**About this task**
Each line of the entries that contains the word "Medium" adds one. Reply with the resulting number only.

Stored items
//! Per-request reasoning state.
//!
//! A `ReasoningState` is created fresh for every question, threaded by value
//! through the pipeline and dropped once the response is returned. Stages never
//! edit it in place: they produce a [`StateDelta`] and the owner merges it.

pub mod context;
pub mod types;

pub use context::{ConversationContext, GenerationSettings};
pub use types::*;

use std::collections::BTreeMap;

/// Accumulator threaded through the pipeline for one request.
#[derive(Debug, Clone, Default, PartialEq)]
pub struct ReasoningState {
    pub user_question: String,
    pub intent: Option<Intent>,
    /// Papers in arrival order (attached first, then retrieved)
    pub papers: Vec<Paper>,
    pub claims: Vec<Claim>,
    /// Reliability per claim source, keyed by paper id
    pub assessments: BTreeMap<PaperId, ReliabilityAssessment>,
    pub supporting_evidence: Vec<EvidenceItem>,
    pub conflicting_evidence: Vec<EvidenceItem>,
    pub uncertainties: Vec<Uncertainty>,
    pub confidence: Confidence,
    pub trace: Vec<StageRecord>,
}

/// Whole-field changes produced by one stage.
///
/// Collection fields are appended; scalar fields replace only when set.
#[derive(Debug, Clone, Default, PartialEq)]
pub struct StateDelta {
    pub intent: Option<Intent>,
    pub papers: Vec<Paper>,
    pub claims: Vec<Claim>,
    pub assessments: Vec<ReliabilityAssessment>,
    pub supporting_evidence: Vec<EvidenceItem>,
    pub conflicting_evidence: Vec<EvidenceItem>,
    pub uncertainties: Vec<Uncertainty>,
    pub confidence: Option<Confidence>,
    pub trace: Vec<StageRecord>,
}

impl StateDelta {
    pub fn is_empty(&self) -> bool {
        *self == StateDelta::default()
    }

    pub fn record(mut self, stage: Stage, detail: impl Into<String>) -> Self {
        self.trace.push(StageRecord {
            stage,
            detail: detail.into(),
        });
        self
    }

    /// Fold another delta into this one, preserving order.
    pub fn absorb(&mut self, other: StateDelta) {
        if other.intent.is_some() {
            self.intent = other.intent;
        }
        self.papers.extend(other.papers);
        self.claims.extend(other.claims);
        self.assessments.extend(other.assessments);
        self.supporting_evidence.extend(other.supporting_evidence);
        self.conflicting_evidence.extend(other.conflicting_evidence);
        self.uncertainties.extend(other.uncertainties);
        if other.confidence.is_some() {
            self.confidence = other.confidence;
        }
        self.trace.extend(other.trace);
    }
}

impl ReasoningState {
    pub fn new(user_question: impl Into<String>) -> Self {
        Self {
            user_question: user_question.into(),
            ..Self::default()
        }
    }

    /// Seed the state with the papers attached to the conversation.
    pub fn with_attached(mut self, attached: &[PaperReference]) -> Self {
        for reference in attached {
            self.merge_paper(Paper::from(reference));
        }
        self
    }

    /// Merge a delta, consuming the previous state.
    pub fn merge(mut self, delta: StateDelta) -> Self {
        if let Some(intent) = delta.intent {
            self.intent = Some(intent);
        }
        for paper in delta.papers {
            self.merge_paper(paper);
        }
        for claim in delta.claims {
            if !self.claims.iter().any(|c| c.id == claim.id) {
                self.claims.push(claim);
            }
        }
        for assessment in delta.assessments {
            self.assessments
                .entry(assessment.paper_id.clone())
                .or_insert(assessment);
        }
        self.supporting_evidence.extend(delta.supporting_evidence);
        self.conflicting_evidence.extend(delta.conflicting_evidence);
        self.uncertainties.extend(delta.uncertainties);
        if let Some(confidence) = delta.confidence {
            self.confidence = confidence;
        }
        self.trace.extend(delta.trace);
        self
    }

    /// Append a paper, or fill in fields the known copy is missing.
    fn merge_paper(&mut self, paper: Paper) {
        match self.papers.iter_mut().find(|p| p.id == paper.id) {
            Some(existing) => {
                if existing.parsed_sections.is_none() {
                    existing.parsed_sections = paper.parsed_sections;
                }
                let meta = &mut existing.metadata;
                meta.title = meta.title.take().or(paper.metadata.title);
                meta.year = meta.year.or(paper.metadata.year);
                meta.citation_count = meta.citation_count.or(paper.metadata.citation_count);
                meta.abstract_text = meta.abstract_text.take().or(paper.metadata.abstract_text);
            }
            None => self.papers.push(paper),
        }
    }

    pub fn paper(&self, id: &str) -> Option<&Paper> {
        self.papers.iter().find(|p| p.id == id)
    }

    pub fn claims_for(&self, paper_id: &str) -> Vec<&Claim> {
        self.claims
            .iter()
            .filter(|c| c.source_paper_id == paper_id)
            .collect()
    }

    pub fn has_claims_for(&self, paper_id: &str) -> bool {
        self.claims.iter().any(|c| c.source_paper_id == paper_id)
    }

    /// Reliability of a source; unassessed sources count as low.
    pub fn reliability_of(&self, paper_id: &str) -> Reliability {
        self.assessments
            .get(paper_id)
            .map(|a| a.reliability)
            .unwrap_or(Reliability::Low)
    }

    /// Every evidence item must cite a paper known to this state.
    pub fn check_grounding(&self) -> Result<(), String> {
        for item in self
            .supporting_evidence
            .iter()
            .chain(self.conflicting_evidence.iter())
        {
            if self.paper(&item.source_paper_id).is_none() {
                return Err(format!(
                    "evidence item {} cites unknown paper '{}'",
                    item.claim.id, item.source_paper_id
                ));
            }
        }
        Ok(())
    }

    /// Trace rendered as the response reasoning list.
    pub fn reasoning(&self) -> Vec<String> {
        self.trace.iter().map(|r| r.to_string()).collect()
    }
}

#[cfg(test)]
mod tests {
    use super::*;

    fn paper(id: &str) -> Paper {
        Paper {
            id: id.to_string(),
            origin: PaperOrigin::File(format!("{}.txt", id)),
            provenance: Provenance::Attached,
            metadata: PaperMetadata::default(),
            parsed_sections: None,
        }
    }

    fn claim(id: &str, paper_id: &str) -> Claim {
        Claim {
            id: id.to_string(),
            source_paper_id: paper_id.to_string(),
            statement: "The treatment reduced symptoms".to_string(),
            section_origin: Section::Results,
        }
    }

    #[test]
    fn new_state_is_empty() {
        let state = ReasoningState::new("question");
        assert_eq!(state.user_question, "question");
        assert!(state.papers.is_empty());
        assert_eq!(state.confidence, Confidence::None);
    }

    #[test]
    fn merge_appends_papers_and_claims() {
        let state = ReasoningState::new("q").merge(StateDelta {
            papers: vec![paper("p1")],
            claims: vec![claim("p1#results-0", "p1")],
            ..StateDelta::default()
        });
        let state = state.merge(StateDelta {
            papers: vec![paper("p2")],
            claims: vec![claim("p2#results-0", "p2")],
            ..StateDelta::default()
        });

        assert_eq!(state.papers.len(), 2);
        assert_eq!(state.papers[0].id, "p1");
        assert_eq!(state.claims.len(), 2);
    }

    #[test]
    fn merge_never_overwrites_known_sections() {
        let mut known = paper("p1");
        known.parsed_sections = Some(ParsedSections {
            results: "original".to_string(),
            ..ParsedSections::default()
        });
        let mut incoming = paper("p1");
        incoming.parsed_sections = Some(ParsedSections {
            results: "replacement".to_string(),
            ..ParsedSections::default()
        });

        let state = ReasoningState::new("q")
            .merge(StateDelta {
                papers: vec![known],
                ..StateDelta::default()
            })
            .merge(StateDelta {
                papers: vec![incoming],
                ..StateDelta::default()
            });

        assert_eq!(state.papers.len(), 1);
        let sections = state.papers[0].parsed_sections.as_ref().unwrap();
        assert_eq!(sections.results, "original");
    }

    #[test]
    fn merge_fills_missing_sections() {
        let mut parsed = paper("p1");
        parsed.parsed_sections = Some(ParsedSections {
            limitations: "small sample".to_string(),
            ..ParsedSections::default()
        });

        let state = ReasoningState::new("q")
            .merge(StateDelta {
                papers: vec![paper("p1")],
                ..StateDelta::default()
            })
            .merge(StateDelta {
                papers: vec![parsed],
                ..StateDelta::default()
            });

        assert!(state.papers[0].parsed_sections.is_some());
    }

    #[test]
    fn duplicate_claims_are_ignored() {
        let state = ReasoningState::new("q").merge(StateDelta {
            claims: vec![claim("c1", "p1"), claim("c1", "p1")],
            ..StateDelta::default()
        });
        assert_eq!(state.claims.len(), 1);
    }

    #[test]
    fn confidence_only_replaced_when_set() {
        let state = ReasoningState::new("q").merge(StateDelta {
            confidence: Some(Confidence::Medium),
            ..StateDelta::default()
        });
        let state = state.merge(StateDelta::default());
        assert_eq!(state.confidence, Confidence::Medium);
    }

    #[test]
    fn unassessed_source_is_low_reliability() {
        let state = ReasoningState::new("q");
        assert_eq!(state.reliability_of("missing"), Reliability::Low);
    }

    #[test]
    fn grounding_check_rejects_orphan_evidence() {
        let state = ReasoningState::new("q").merge(StateDelta {
            supporting_evidence: vec![EvidenceItem {
                claim: claim("c1", "ghost"),
                relation: Relation::Supporting,
                reliability: Reliability::High,
                source_paper_id: "ghost".to_string(),
                topic: 0,
            }],
            ..StateDelta::default()
        });
        assert!(state.check_grounding().is_err());
    }

    #[test]
    fn attached_references_become_papers() {
        let reference = PaperReference::new("p1", SourceType::Url, "https://example.org/p1");
        let state = ReasoningState::new("q").with_attached(&[reference]);
        assert_eq!(state.papers.len(), 1);
        assert_eq!(
            state.papers[0].origin,
            PaperOrigin::Url("https://example.org/p1".to_string())
        );
        assert_eq!(state.papers[0].provenance, Provenance::Attached);
    }

    #[test]
    fn delta_absorb_keeps_order() {
        let mut delta = StateDelta::default().record(Stage::Intake, "first");
        delta.absorb(StateDelta::default().record(Stage::Intent, "second"));
        assert_eq!(delta.trace.len(), 2);
        assert_eq!(delta.trace[1].stage, Stage::Intent);
    }

    #[test]
    fn confidence_orders_conservatively() {
        assert!(Confidence::None < Confidence::Low);
        assert!(Confidence::Low < Confidence::Medium);
        assert!(Confidence::Medium < Confidence::High);
        assert_eq!(
            [Confidence::High, Confidence::Low].into_iter().min(),
            Some(Confidence::Low)
        );
    }

    #[test]
    fn question_type_serializes_kebab_case() {
        let json = serde_json::to_string(&QuestionType::FactualLookup).unwrap();
        assert_eq!(json, "\"factual-lookup\"");
        let json = serde_json::to_string(&QuestionType::OffTopic).unwrap();
        assert_eq!(json, "\"off-topic\"");
    }

    #[test]
    fn stage_record_display() {
        let record = StageRecord {
            stage: Stage::ScopeCheck,
            detail: "in scope".to_string(),
        };
        assert_eq!(record.to_string(), "SCOPE_CHECK: in scope");
    }
}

**Response area**
4